Reason for Hope

|

I joined a film crew several years ago in Chilean Patagonia where we put together a  flick opposing dams along the turquoise rivers of the Aysén region. At the time, stopping the advance of some of the biggest investors in the world seemed impossible. But soon more films were made, protests ignited across the country to save its wildest rivers, and a $10 billion mega-dam project was halted.

I can’t claim more than a bit part, a grain of sand, but somehow all of the grains add up.

Three years ago I was involved in another film project in Utah, pushing a nascent national monument in hopes that President Obama would sweep it into existence in his last days in office. I met with a small crew of two filmmakers and a traveling companion in a convoluted sandstone desert. In winter and spring, we backpacked through knee-deep snow, slept in caves, and climbed into sculpted, echoing canyons. Our intention was to show a landscape in need of preservation, a place up for tar sands development. We approached it from the ground, from a very human perspective, seeing it with our eyes, feeling it with our fingertips, cameras following as we went.

Like stopping the dams in Patagonia, I thought chances this would become a monument were slim, but voices rose up. Tribes got behind the plan and became a driving force. Secretary of the Interior Sally Jewell came out for a walk. She wore shorts, a day pack, and a sunhat as a Bluff, Utah, outfitter named Vaughn Hadenfeldt showed her through ancient ruins and canyons, telling her that this seemingly desolate land was a good place to live. It’s a small neighborhood, always has been going back thousands of years. Most of us know each other. Hadenfeldt, who took Sally Jewell walking, is a friend of mine. In numbers, this isn’t a big political force. But it has heart.

Last week, Obama designated Bears Ears National Monument, 1.3 million acres of mesas and canyons in southeast Utah. The role of my friends and me was less than minor. We were a drop in the ocean. But the number of drops became many, word spread, and the waters rose.

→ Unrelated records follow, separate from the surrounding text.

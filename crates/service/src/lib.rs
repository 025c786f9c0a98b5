//! Service layer providing business-oriented CRUD operations on top of models.
//! - Separates business logic from data access.
//! - Reuses validation and entity definitions in the `models` crate.
//! - Provides clear error types and documented interfaces.

pub mod db;
pub mod errors;
pub mod storage;
pub mod value;
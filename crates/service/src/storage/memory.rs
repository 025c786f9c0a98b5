use std::collections::HashMap;
use std::sync::atomic::{AtomicI64, Ordering};
use std::sync::Arc;

use async_trait::async_trait;
use chrono::Utc;
use tokio::sync::RwLock;

use crate::errors::ServiceError;
use crate::value::input::CreateValueInput;
use crate::value::repository::ValueRepository;
use models::value;

/// In-memory repository keyed by id.
///
/// Backs the HTTP integration tests and lightweight deployments where a
/// database is overkill. Ids come from a monotonic counter and are never
/// reused after a delete.
pub struct MemoryValueRepository {
    inner: Arc<RwLock<HashMap<i64, value::Model>>>,
    next_id: AtomicI64,
}

impl MemoryValueRepository {
    pub fn new() -> Self {
        Self { inner: Arc::new(RwLock::new(HashMap::new())), next_id: AtomicI64::new(1) }
    }
}

impl Default for MemoryValueRepository {
    fn default() -> Self {
        Self::new()
    }
}

#[async_trait]
impl ValueRepository for MemoryValueRepository {
    async fn insert(&self, input: &CreateValueInput) -> Result<value::Model, ServiceError> {
        let id = self.next_id.fetch_add(1, Ordering::SeqCst);
        let now = Utc::now().into();
        let record = value::Model {
            id,
            name: input.name.clone(),
            description: input.description.clone(),
            created_at: now,
            updated_at: now,
        };
        let mut map = self.inner.write().await;
        map.insert(id, record.clone());
        Ok(record)
    }

    async fn list(&self) -> Result<Vec<value::Model>, ServiceError> {
        let map = self.inner.read().await;
        Ok(map.values().cloned().collect())
    }

    async fn get_by_id(&self, id: i64) -> Result<Option<value::Model>, ServiceError> {
        let map = self.inner.read().await;
        Ok(map.get(&id).cloned())
    }

    async fn save(&self, mut value: value::Model) -> Result<value::Model, ServiceError> {
        value.updated_at = Utc::now().into();
        let mut map = self.inner.write().await;
        map.insert(value.id, value.clone());
        Ok(value)
    }

    async fn remove(&self, value: value::Model) -> Result<(), ServiceError> {
        let mut map = self.inner.write().await;
        map.remove(&value.id);
        Ok(())
    }
}

#[cfg(test)]
mod tests {
    use super::*;

    fn input(name: &str) -> CreateValueInput {
        CreateValueInput { name: name.into(), description: None }
    }

    #[tokio::test]
    async fn ids_are_sequential_and_never_reused() {
        let repo = MemoryValueRepository::new();
        let a = repo.insert(&input("a")).await.expect("insert a");
        let b = repo.insert(&input("b")).await.expect("insert b");
        assert_eq!(a.id, 1);
        assert_eq!(b.id, 2);

        repo.remove(b).await.expect("remove b");
        let c = repo.insert(&input("c")).await.expect("insert c");
        assert_eq!(c.id, 3);
    }

    #[tokio::test]
    async fn save_refreshes_updated_at_only() {
        let repo = MemoryValueRepository::new();
        let created = repo.insert(&input("a")).await.expect("insert");
        let mut changed = created.clone();
        changed.description = Some("d".into());

        let saved = repo.save(changed).await.expect("save");
        assert_eq!(saved.created_at, created.created_at);
        assert!(saved.updated_at >= created.updated_at);

        let stored = repo.get_by_id(created.id).await.expect("get").expect("present");
        assert_eq!(stored, saved);
    }

    #[tokio::test]
    async fn remove_is_idempotent() {
        let repo = MemoryValueRepository::new();
        let created = repo.insert(&input("a")).await.expect("insert");
        repo.remove(created.clone()).await.expect("first remove");
        repo.remove(created.clone()).await.expect("second remove");
        assert!(repo.get_by_id(created.id).await.expect("get").is_none());
    }
}
use chrono::Utc;
use models::value::{self, Entity as ValueEntity};
use sea_orm::{
    ActiveModelTrait,
    ActiveValue::{Set, Unchanged},
    DatabaseConnection, EntityTrait,
};

use crate::errors::ServiceError;
use crate::value::input::CreateValueInput;

/// Insert a new value after validation.
pub async fn insert_value(
    db: &DatabaseConnection,
    input: &CreateValueInput,
) -> Result<value::Model, ServiceError> {
    // field validation lives in models::value
    let created = value::create(db, &input.name, input.description.as_deref()).await?;
    Ok(created)
}

/// List all values; no ordering guarantee.
pub async fn list_values(db: &DatabaseConnection) -> Result<Vec<value::Model>, ServiceError> {
    let rows = ValueEntity::find().all(db).await.map_err(|e| ServiceError::Db(e.to_string()))?;
    Ok(rows)
}

/// Get a value by id; absent is a normal outcome.
pub async fn get_value(db: &DatabaseConnection, id: i64) -> Result<Option<value::Model>, ServiceError> {
    let found = ValueEntity::find_by_id(id).one(db).await.map_err(|e| ServiceError::Db(e.to_string()))?;
    Ok(found)
}

/// Persist an in-memory mutation of an existing record, refreshing `updated_at`.
pub async fn save_value(db: &DatabaseConnection, value: value::Model) -> Result<value::Model, ServiceError> {
    let am = value::ActiveModel {
        id: Unchanged(value.id),
        name: Set(value.name),
        description: Set(value.description),
        created_at: Unchanged(value.created_at),
        updated_at: Set(Utc::now().into()),
    };
    am.update(db).await.map_err(|e| ServiceError::Db(e.to_string()))
}

/// Delete the given record.
pub async fn delete_value(db: &DatabaseConnection, value: value::Model) -> Result<(), ServiceError> {
    ValueEntity::delete_by_id(value.id)
        .exec(db)
        .await
        .map_err(|e| ServiceError::Db(e.to_string()))?;
    Ok(())
}

#[cfg(test)]
mod tests {
    use super::*;
    use migration::MigratorTrait;

    async fn try_db() -> Option<DatabaseConnection> {
        if std::env::var("SKIP_DB_TESTS").is_ok() {
            return None;
        }
        if std::env::var("DATABASE_URL").is_err() {
            eprintln!("skip: DATABASE_URL missing");
            return None;
        }
        let db = match models::db::connect().await {
            Ok(db) => db,
            Err(e) => {
                eprintln!("skip: cannot connect to db: {e}");
                return None;
            }
        };
        if let Err(e) = migration::Migrator::up(&db, None).await {
            eprintln!("skip: migrate up failed: {e}");
            return None;
        }
        Some(db)
    }

    #[tokio::test]
    async fn value_crud_round_trip() -> Result<(), anyhow::Error> {
        let Some(db) = try_db().await else { return Ok(()) };

        let input = CreateValueInput { name: "db round trip".into(), description: Some("seed".into()) };
        let created = insert_value(&db, &input).await?;
        assert!(created.id > 0);
        assert_eq!(created.created_at, created.updated_at);

        let found = get_value(&db, created.id).await?.expect("present after insert");
        assert_eq!(found, created);

        let mut changed = found;
        changed.description = Some("changed".into());
        let saved = save_value(&db, changed).await?;
        assert_eq!(saved.name, "db round trip");
        assert_eq!(saved.description.as_deref(), Some("changed"));
        assert!(saved.updated_at >= saved.created_at);

        let all = list_values(&db).await?;
        assert!(all.iter().any(|v| v.id == created.id));

        delete_value(&db, saved).await?;
        assert!(get_value(&db, created.id).await?.is_none());
        Ok(())
    }

    #[tokio::test]
    async fn insert_rejects_empty_name() -> Result<(), anyhow::Error> {
        let Some(db) = try_db().await else { return Ok(()) };

        let input = CreateValueInput { name: String::new(), description: None };
        let err = insert_value(&db, &input).await.expect_err("must fail");
        assert!(matches!(err, ServiceError::Model(models::errors::ModelError::Validation(_))));
        Ok(())
    }
}
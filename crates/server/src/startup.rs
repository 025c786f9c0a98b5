use std::{env, net::SocketAddr, sync::Arc};

use axum::http::HeaderValue;
use axum::Router;
use common::utils::logging::init_logging_default;
use dotenvy::dotenv;
use migration::MigratorTrait;
use tower_http::cors::{Any, CorsLayer};
use tracing::info;

use crate::routes::{self, ServerState};
use service::value::repository::SeaOrmValueRepository;
use service::value::service::ValueService;

/// Initialize logging via shared common utils
fn init_logging() {
    init_logging_default();
}

/// Permissive CORS by default; honors `CORS_ORIGIN` when set.
pub fn build_cors() -> CorsLayer {
    match env::var("CORS_ORIGIN").ok().and_then(|o| o.parse::<HeaderValue>().ok()) {
        Some(origin) => CorsLayer::new().allow_origin(origin).allow_methods(Any).allow_headers(Any),
        None => CorsLayer::very_permissive(),
    }
}

/// Load host/port from configs or env vars, with sensible fallbacks
fn load_bind_addr() -> anyhow::Result<SocketAddr> {
    let (host, port) = match configs::load_default() {
        Ok(cfg) => {
            let s = cfg.server;
            (s.host, s.port)
        }
        Err(_) => {
            let host = env::var("SERVER_HOST").unwrap_or_else(|_| "127.0.0.1".to_string());
            let port = env::var("SERVER_PORT")
                .ok()
                .and_then(|p| p.parse::<u16>().ok())
                .unwrap_or(4000);
            (host, port)
        }
    };
    Ok(format!("{}:{}", host, port).parse()?)
}

/// Public entry: build the app and run the HTTP server
pub async fn run() -> anyhow::Result<()> {
    dotenv().ok();
    init_logging();

    // DB connection; the schema is applied idempotently at boot
    let db = match configs::load_default() {
        Ok(mut cfg) => {
            cfg.database.normalize_from_env();
            if cfg.database.validate().is_ok() {
                models::db::connect_with_config(&cfg.database).await?
            } else {
                models::db::connect().await?
            }
        }
        Err(_) => models::db::connect().await?,
    };
    migration::Migrator::up(&db, None).await?;

    let repo = Arc::new(SeaOrmValueRepository { db });
    let state = ServerState { values: Arc::new(ValueService::new(repo)) };

    let app: Router = routes::build_router(state, build_cors());

    let addr = load_bind_addr()?;
    info!(%addr, "starting value api server");
    let listener = tokio::net::TcpListener::bind(addr).await?;
    axum::serve(listener, app).await?;
    Ok(())
}
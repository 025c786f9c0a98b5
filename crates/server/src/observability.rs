use once_cell::sync::Lazy;
use prometheus::{register_histogram, register_int_counter, Encoder, Histogram, IntCounter, TextEncoder};

// Prometheus metrics (default registry)
pub static REQUESTS_TOTAL: Lazy<IntCounter> = Lazy::new(|| {
    register_int_counter!("value_api_requests_total", "Total HTTP requests handled")
        .expect("register requests_total")
});

pub static REQUEST_DURATION: Lazy<Histogram> = Lazy::new(|| {
    register_histogram!(
        "value_api_request_duration_seconds",
        "Request duration in seconds",
        vec![0.001, 0.005, 0.01, 0.025, 0.05, 0.1, 0.25, 0.5, 1.0, 2.5, 5.0, 10.0]
    )
    .expect("register request_duration")
});

pub fn encode_metrics() -> (axum::http::StatusCode, String) {
    let encoder = TextEncoder::new();
    let metric_families = prometheus::gather();
    let mut buffer = Vec::new();
    if let Err(e) = encoder.encode(&metric_families, &mut buffer) {
        return (
            axum::http::StatusCode::INTERNAL_SERVER_ERROR,
            format!("metrics encode error: {e}"),
        );
    }
    (
        axum::http::StatusCode::OK,
        String::from_utf8(buffer).unwrap_or_default(),
    )
}
use async_trait::async_trait;
use sea_orm::DatabaseConnection;

use crate::errors::ServiceError;
use crate::value::input::CreateValueInput;

/// Persistence contract for Value records.
///
/// An absent lookup is a normal outcome, not an error. Implementations assign
/// `id` and both timestamps on `insert` and refresh `updated_at` on `save`;
/// `remove` is idempotent at the store level (the existence guard lives in
/// the service).
#[async_trait]
pub trait ValueRepository: Send + Sync {
    async fn insert(&self, input: &CreateValueInput) -> Result<models::value::Model, ServiceError>;
    async fn list(&self) -> Result<Vec<models::value::Model>, ServiceError>;
    async fn get_by_id(&self, id: i64) -> Result<Option<models::value::Model>, ServiceError>;
    async fn save(&self, value: models::value::Model) -> Result<models::value::Model, ServiceError>;
    async fn remove(&self, value: models::value::Model) -> Result<(), ServiceError>;
}

/// SeaORM-backed repository implementation.
pub struct SeaOrmValueRepository {
    pub db: DatabaseConnection,
}

#[async_trait]
impl ValueRepository for SeaOrmValueRepository {
    async fn insert(&self, input: &CreateValueInput) -> Result<models::value::Model, ServiceError> {
        crate::db::value_store::insert_value(&self.db, input).await
    }

    async fn list(&self) -> Result<Vec<models::value::Model>, ServiceError> {
        crate::db::value_store::list_values(&self.db).await
    }

    async fn get_by_id(&self, id: i64) -> Result<Option<models::value::Model>, ServiceError> {
        crate::db::value_store::get_value(&self.db, id).await
    }

    async fn save(&self, value: models::value::Model) -> Result<models::value::Model, ServiceError> {
        crate::db::value_store::save_value(&self.db, value).await
    }

    async fn remove(&self, value: models::value::Model) -> Result<(), ServiceError> {
        crate::db::value_store::delete_value(&self.db, value).await
    }
}
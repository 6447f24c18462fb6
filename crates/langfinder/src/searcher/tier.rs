//! Search tiers

use std::fmt;

use serde::{Deserialize, Serialize};

/// Match strategy, in priority order.
///
/// A record found by an earlier tier is never reported again by a later one.
#[derive(Debug, Clone, Copy, PartialEq, Eq, Hash, PartialOrd, Ord, Serialize, Deserialize)]
#[serde(rename_all = "camelCase")]
pub enum SearchTier {
  /// A field value equals the query
  Complete,
  /// The query is a whole word of a field value
  WholeWord,
  /// A word of a field value starts with the query
  StartOfWord,
  /// A field value contains the query
  Substring,
  /// Every query word is within a bounded edit distance of a word of a field value
  Fuzzy,
}

impl SearchTier {
  /// Every tier in priority order
  pub const ALL: [SearchTier; 5] = [
    SearchTier::Complete,
    SearchTier::WholeWord,
    SearchTier::StartOfWord,
    SearchTier::Substring,
    SearchTier::Fuzzy,
  ];

  /// Tier run after this one
  pub fn next(self) -> Option<SearchTier> {
    match self {
      SearchTier::Complete => Some(SearchTier::WholeWord),
      SearchTier::WholeWord => Some(SearchTier::StartOfWord),
      SearchTier::StartOfWord => Some(SearchTier::Substring),
      SearchTier::Substring => Some(SearchTier::Fuzzy),
      SearchTier::Fuzzy => None,
    }
  }

  /// Wire / log name
  pub fn as_str(&self) -> &'static str {
    match self {
      SearchTier::Complete => "complete",
      SearchTier::WholeWord => "wholeWord",
      SearchTier::StartOfWord => "startOfWord",
      SearchTier::Substring => "substring",
      SearchTier::Fuzzy => "fuzzy",
    }
  }
}

impl fmt::Display for SearchTier {
  fn fmt(&self, f: &mut fmt::Formatter<'_>) -> fmt::Result {
    f.write_str(self.as_str())
  }
}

In the case of both films, we came with our own ambivalence and misgivings. In Patagonia, we were a crew of adventurers from the Southwest. Our own rivers were broken by high dams and turbines. We set off across glaciers and put our rafts and kayaks in at the headwaters of the Rio Baker, following one of Chile’s wildest rivers from source to sea. This was something we couldn’t do at home. We wondered what right we had to come to another country and claim that their rivers should run free while our own country had profited and grown from the wealth of the waters we had impounded. In the end, we could only answer the question with the knowledge that human industry is spreading. Places not consumed by us are becoming desperately rare. The greatest commodity may not be water or minerals, but landscapes we have not devoured. This may be Chile’s saving grace, and, for that matter, the world’s.

In Utah, I was hesitant about pushing a new national monument, wondering how it would be managed, what future administrations would do with it, and if it would be embraced by Utah conservatives or, like a rejected organ, it would be ceaselessly attacked and weakened. I feared hardening this piece of high desert with parking spaces, trails, and signposts: people and more people. The point of a monument, in my mind, is preservation of what is iconically American: vast, sacred wildness. Places where you can step away from all that smells of us. If we can’t remember a world not dominated by human enterprise, we might forget who we are, and what lies beyond us. I wanted this place protected both for its own sake, and so we might remember. 

I’m aware of a hopelessness that lurks among us. Too much is at stake in the world. Too many issues have to be faced. From climate change to extinctions, sea level rise to poisoned air and water, where would you begin? The worries seem insurmountable, solutions beyond the act of any one person. Paralysis seems near. Every answer brings another problem. No dams in Patagonia could mean more coal fired power plants. A national monument in Utah could lead to an overwhelming, bureaucratic permitting system and crowded trails, increased looting, and limited protection from industrial development. There are countless reasons to give up, to stop dead in our tracks.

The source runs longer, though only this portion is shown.